The question that continues to baffle me is this:  Do they know when they've crossed the line?

If the line exists - and I would posit that it does - between something moral or immoral, legal or illegal, is it known to the person prior to their mental breakdown? In my experience, some lines were clear to the individual, and some were unclear. According to the legal knowledge I've gleaned from Law & Order, these people all knew there were lines, and could reasonably identify many of them, but had a profound blind spot in a few (and since this isn't murder or pornography, the lines are, admittedly, much less TV-worthy). So, they would not ordinarily be classified as "insane."
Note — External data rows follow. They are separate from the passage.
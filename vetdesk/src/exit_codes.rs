//! Stable exit codes for vetdesk CLI commands.

/// Command succeeded.
pub const OK: i32 = 0;
/// Command failed: backend error, unreadable config, or storage failure.
pub const FAILED: i32 = 1;
/// Command targets a protected view and no session is active.
pub const LOGIN_REQUIRED: i32 = 2;
/// Input was rejected locally (validation or wizard state) before submission.
pub const REJECTED: i32 = 3;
However, in the grey areas, they clearly could draw the line if they were the victims of it - but not if they were the perpetrators. Quick to identify even the slightest affront to their identity, they lash out when someone crosses a line against them - but seem unable to tell when they do it to others. 
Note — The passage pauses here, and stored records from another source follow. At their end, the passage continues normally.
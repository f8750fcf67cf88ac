//! Error taxonomy for backend calls and the user-facing messages derived from it.
//!
//! [`ApiError`] classifies what went wrong on the wire. The helper functions
//! turn it into the message each screen shows. Messages are in Spanish, the
//! clinic staff's language.

use std::collections::BTreeMap;
use std::fmt;

use thiserror::Error;

pub const INVALID_CREDENTIALS: &str = "Credenciales inválidas";
pub const LOGIN_SERVICE_FAILED: &str = "Error en el servicio de login";
pub const SPECIES_FETCH_FAILED: &str = "Error fetching species";
pub const BREEDS_FETCH_FAILED: &str = "Error fetching breeds";
pub const SUBMISSION_FAILED: &str = "Error al completar el registro";
pub const TOKEN_INVALID: &str = "Token no válido o expirado";
pub const ACTIVATION_FAILED: &str = "Error al activar la cuenta";

/// Failure of a single backend call.
#[derive(Debug, Clone, PartialEq, Eq, Error)]
pub enum ApiError {
    /// The request never produced an HTTP response.
    #[error("network error: {0}")]
    Network(String),
    /// Non-success status, with the server's `message` when it sent one.
    #[error("HTTP {status}: {}", .message.as_deref().unwrap_or("no message"))]
    Status {
        status: u16,
        message: Option<String>,
    },
    /// Success status but the body did not match the expected shape.
    #[error("unexpected response body: {0}")]
    Decode(String),
}

impl ApiError {
    pub fn status(&self) -> Option<u16> {
        match self {
            ApiError::Status { status, .. } => Some(*status),
            _ => None,
        }
    }

    /// Server-provided message, if non-blank.
    pub fn server_message(&self) -> Option<&str> {
        match self {
            ApiError::Status {
                message: Some(message),
                ..
            } if !message.trim().is_empty() => Some(message),
            _ => None,
        }
    }

    pub fn message_or(&self, fallback: &str) -> String {
        self.server_message().unwrap_or(fallback).to_string()
    }
}

/// Message shown on the login form.
pub fn login_failure_message(err: &ApiError) -> &'static str {
    match err.status() {
        Some(401) => INVALID_CREDENTIALS,
        _ => LOGIN_SERVICE_FAILED,
    }
}

/// Message shown when the owner email check fails.
pub fn lookup_failure_message(err: &ApiError) -> &'static str {
    match err.status() {
        Some(403) => "No tienes permisos para realizar esta acción",
        Some(500) => "Error en el servidor",
        _ => "Error al verificar el email",
    }
}

/// Form field an error message is attached to.
#[derive(Debug, Clone, Copy, PartialEq, Eq, PartialOrd, Ord, Hash)]
pub enum FormField {
    Global,
    Username,
    Email,
    Password,
    Phone,
    Address,
}

impl FormField {
    pub fn as_str(self) -> &'static str {
        match self {
            FormField::Global => "global",
            FormField::Username => "username",
            FormField::Email => "email",
            FormField::Password => "password",
            FormField::Phone => "phone",
            FormField::Address => "address",
        }
    }
}

/// Field-level messages for a form, at most one per field.
#[derive(Debug, Clone, Default, PartialEq, Eq)]
pub struct FormErrors {
    fields: BTreeMap<FormField, String>,
}

impl FormErrors {
    pub fn single(field: FormField, message: impl Into<String>) -> Self {
        let mut errors = Self::default();
        errors.insert(field, message);
        errors
    }

    pub fn global(message: impl Into<String>) -> Self {
        Self::single(FormField::Global, message)
    }

    /// Records `message` for `field` unless the field already has one.
    pub fn insert(&mut self, field: FormField, message: impl Into<String>) {
        self.fields.entry(field).or_insert_with(|| message.into());
    }

    pub fn get(&self, field: FormField) -> Option<&str> {
        self.fields.get(&field).map(String::as_str)
    }

    pub fn is_empty(&self) -> bool {
        self.fields.is_empty()
    }

    pub fn iter(&self) -> impl Iterator<Item = (FormField, &str)> {
        self.fields.iter().map(|(field, msg)| (*field, msg.as_str()))
    }
}

impl fmt::Display for FormErrors {
    fn fmt(&self, f: &mut fmt::Formatter<'_>) -> fmt::Result {
        let mut first = true;
        for (field, message) in self.iter() {
            if !first {
                f.write_str("; ")?;
            }
            first = false;
            match field {
                FormField::Global => f.write_str(message)?,
                _ => write!(f, "{}: {}", field.as_str(), message)?,
            }
        }
        Ok(())
    }
}

impl std::error::Error for FormErrors {}

/// Map a failed `POST /auth/register` onto register form fields.
///
/// 409 and 400 are routed to a field by case-insensitive substring match on
/// the server message; everything else becomes a global message.
pub fn register_failure(err: &ApiError) -> FormErrors {
    let server = err.server_message();
    let lowered = server.map(str::to_lowercase).unwrap_or_default();
    match err.status() {
        Some(409) => {
            if lowered.contains("email") {
                FormErrors::single(FormField::Email, "Este email ya está en uso")
            } else if lowered.contains("user") || lowered.contains("usuario") {
                FormErrors::single(FormField::Username, "Este usuario ya existe")
            } else {
                FormErrors::global(server.unwrap_or("El usuario o email ya existe"))
            }
        }
        Some(400) => {
            if lowered.contains("password") || lowered.contains("contraseña") {
                FormErrors::single(
                    FormField::Password,
                    "La contraseña debe tener al menos 6 caracteres",
                )
            } else if lowered.contains("email") {
                FormErrors::single(FormField::Email, "Formato de email inválido")
            } else {
                FormErrors::global(server.unwrap_or("Datos inválidos"))
            }
        }
        _ => FormErrors::global(server.unwrap_or("Error en el registro")),
    }
}

#[cfg(test)]
mod tests {
    use super::*;

    fn status(code: u16, message: Option<&str>) -> ApiError {
        ApiError::Status {
            status: code,
            message: message.map(str::to_string),
        }
    }

    #[test]
    fn login_maps_401_to_invalid_credentials() {
        assert_eq!(login_failure_message(&status(401, None)), INVALID_CREDENTIALS);
        assert_eq!(
            login_failure_message(&status(503, Some("down"))),
            LOGIN_SERVICE_FAILED
        );
        assert_eq!(
            login_failure_message(&ApiError::Network("refused".to_string())),
            LOGIN_SERVICE_FAILED
        );
    }

    #[test]
    fn register_conflict_routes_by_message_substring() {
        let email = register_failure(&status(409, Some("Email already registered")));
        assert_eq!(email.get(FormField::Email), Some("Este email ya está en uso"));

        let user = register_failure(&status(409, Some("El usuario ya existe")));
        assert_eq!(user.get(FormField::Username), Some("Este usuario ya existe"));

        let other = register_failure(&status(409, None));
        assert_eq!(other.get(FormField::Global), Some("El usuario o email ya existe"));
    }

    #[test]
    fn register_bad_request_routes_by_message_substring() {
        let password = register_failure(&status(400, Some("Contraseña demasiado corta")));
        assert!(password.get(FormField::Password).is_some());

        let email = register_failure(&status(400, Some("Email inválido")));
        assert_eq!(email.get(FormField::Email), Some("Formato de email inválido"));

        let other = register_failure(&status(400, Some("Teléfono necesario")));
        assert_eq!(other.get(FormField::Global), Some("Teléfono necesario"));
    }

    #[test]
    fn register_unknown_failure_is_global() {
        let errors = register_failure(&ApiError::Network("timeout".to_string()));
        assert_eq!(errors.get(FormField::Global), Some("Error en el registro"));
        assert_eq!(errors.to_string(), "Error en el registro");
    }

    #[test]
    fn blank_server_message_uses_fallback() {
        let err = status(500, Some("   "));
        assert_eq!(err.message_or(SUBMISSION_FAILED), SUBMISSION_FAILED);
    }

    #[test]
    fn form_errors_display_prefixes_fields() {
        let mut errors = FormErrors::single(FormField::Email, "mal");
        errors.insert(FormField::Password, "corta");
        errors.insert(FormField::Email, "ignored");
        assert_eq!(errors.to_string(), "email: mal; password: corta");
    }
}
I used to believe it was skillful real-time rationalization of line crossing, either under some paternalistic guise or for some greater good. I no longer believe that because 

a) These folks don't seem smart enough for real time rationalization. The best rationalizers I know require at least 60 minutes to get over items of this size. 
b) Even under the best of interpretations, most of the line crossing is done for the personal good - not for any greater good. 

So, my new working theory on the topic is that they exhibit the behavior patterns of children. Children know when they are crossing a line, and tend to do it with a real "but I want the dolly" and "you're not the boss of me" attitude. It is almost as though they are actively shoving the "crossing a line" alarm into the corner, and drowning it in sobs, pleas, and petulance. Supernanny sits them down on the naughty stair, and they can tell you precisely where they went wrong. But, they wont admit it until they've calmed down and been caught in the act. 
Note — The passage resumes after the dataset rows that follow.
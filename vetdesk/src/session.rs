//! Session store: the single owner of the authenticated identity.
//!
//! Constructed once per process with [`SessionStore::restore`] and torn down
//! with [`SessionStore::logout`]. Views receive it by reference.

use anyhow::Result;
use tracing::{debug, info, warn};

use crate::core::routes::{Route, resolve};
use crate::core::session::{Session, TOKEN_KEY, USER_KEY};
use crate::core::types::AuthResponse;
use crate::io::session_storage::SessionStorage;

pub struct SessionStore<S: SessionStorage> {
    storage: S,
    current: Option<Session>,
}

impl<S: SessionStorage> SessionStore<S> {
    /// Read the persisted session. Never fails: unreadable or corrupted state
    /// is cleared and the store starts logged out.
    pub fn restore(storage: S) -> Self {
        let mut store = Self {
            storage,
            current: None,
        };
        match store.read_persisted() {
            Ok(Some(session)) => {
                debug!(username = session.username(), "session restored");
                store.current = Some(session);
            }
            Ok(None) => debug!("no persisted session"),
            Err(err) => {
                warn!(error = %format!("{:#}", err), "discarding persisted session");
                store.clear_persisted();
            }
        }
        store
    }

    fn read_persisted(&self) -> Result<Option<Session>> {
        let token = self.storage.get(TOKEN_KEY)?;
        let user = self.storage.get(USER_KEY)?;
        match (token, user) {
            (Some(token), Some(user)) => Session::decode(&token, &user).map(Some),
            _ => Ok(None),
        }
    }

    fn clear_persisted(&mut self) {
        for key in [TOKEN_KEY, USER_KEY] {
            if let Err(err) = self.storage.remove(key) {
                warn!(key, error = %format!("{:#}", err), "failed to clear session key");
            }
        }
    }

    /// Persist a fresh session from a successful login or registration.
    ///
    /// On a storage failure the store ends logged out with nothing persisted.
    pub fn login(&mut self, auth: AuthResponse) -> Result<&Session> {
        let session = Session::from_auth(auth);
        let entries = session.encode()?;
        for (key, value) in &entries {
            if let Err(err) = self.storage.set(key, value) {
                self.clear_persisted();
                self.current = None;
                return Err(err);
            }
        }
        info!(username = session.username(), "logged in");
        Ok(self.current.insert(session))
    }

    /// Drop the session and its persisted state unconditionally.
    pub fn logout(&mut self) {
        self.clear_persisted();
        if self.current.take().is_some() {
            info!("logged out");
        }
    }

    pub fn is_authenticated(&self) -> bool {
        self.current.is_some()
    }

    pub fn current(&self) -> Option<&Session> {
        self.current.as_ref()
    }

    /// Route to show for `requested` given the current authentication state.
    pub fn gate(&self, requested: Route) -> Route {
        resolve(requested, self.is_authenticated())
    }

    pub fn storage(&self) -> &S {
        &self.storage
    }
}

#[cfg(test)]
mod tests {
    use super::*;
    use crate::core::types::UserIdentity;
    use crate::io::session_storage::{FileSessionStorage, MemorySessionStorage};

    fn auth(token: &str, username: &str) -> AuthResponse {
        AuthResponse {
            token: token.to_string(),
            user: UserIdentity {
                username: Some(username.to_string()),
                role: Some("VET".to_string()),
                ..UserIdentity::default()
            },
        }
    }

    #[test]
    fn restore_with_corrupted_user_starts_logged_out_and_clears() {
        let storage =
            MemorySessionStorage::with_entries([(TOKEN_KEY, "jwt"), (USER_KEY, "{broken")]);
        let store = SessionStore::restore(storage);
        assert!(!store.is_authenticated());
        assert!(store.storage().is_empty());
        assert_eq!(store.gate(Route::SearchPets), Route::Login);
    }

    #[test]
    fn restore_with_partial_state_keeps_it() {
        let storage = MemorySessionStorage::with_entries([(TOKEN_KEY, "jwt")]);
        let store = SessionStore::restore(storage);
        assert!(!store.is_authenticated());
        assert!(!store.storage().is_empty());
    }

    #[test]
    fn login_persists_and_survives_restart() {
        let temp = tempfile::tempdir().expect("tempdir");
        let dir = temp.path().join("session");

        let mut store = SessionStore::restore(FileSessionStorage::new(&dir));
        assert!(!store.is_authenticated());
        let session = store.login(auth("jwt-1", "vet1")).expect("login");
        assert_eq!(session.token, "jwt-1");
        assert_eq!(store.gate(Route::Root), Route::Home);

        let restored = SessionStore::restore(FileSessionStorage::new(&dir));
        let session = restored.current().expect("restored session");
        assert_eq!(session.username(), "vet1");
        assert_eq!(session.role(), Some("VET"));
    }

    #[test]
    fn logout_clears_everything() {
        let mut store = SessionStore::restore(MemorySessionStorage::default());
        store.login(auth("jwt", "ana")).expect("login");
        store.logout();
        assert!(!store.is_authenticated());
        assert!(store.storage().is_empty());
        store.logout();
    }
}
It's comforting, at least, that this isn't an alien race, so much as one who is more stunted in 3rd grade. Now, if only we can prevent more of them from reaching management by discouraging the behavior in the next crop of corporate grade schoolers. 

1 comment:

Priya said...

people cross big fat unethical lines when they feel they've been wronged. "everyone else is doing it, why shouldn't i?" is the motto of this person. and what i've observed is that it leads to ass monkey behavior; whining about needing promotions, cutting around other cars, asking for more money. someone behind them is telling them to go get theirs and that's what they are going to do.

the other type of line crossing is a lot less egregious and the only thing wronged is the system itself. "hey it's harmless, it's a loophole, no one will ever know". and it's things like not putting in a vacation day, or overcharging an expense receipt, or figuring out how to contest a ticket. technically it's not right, but it's not horribly wrong, either.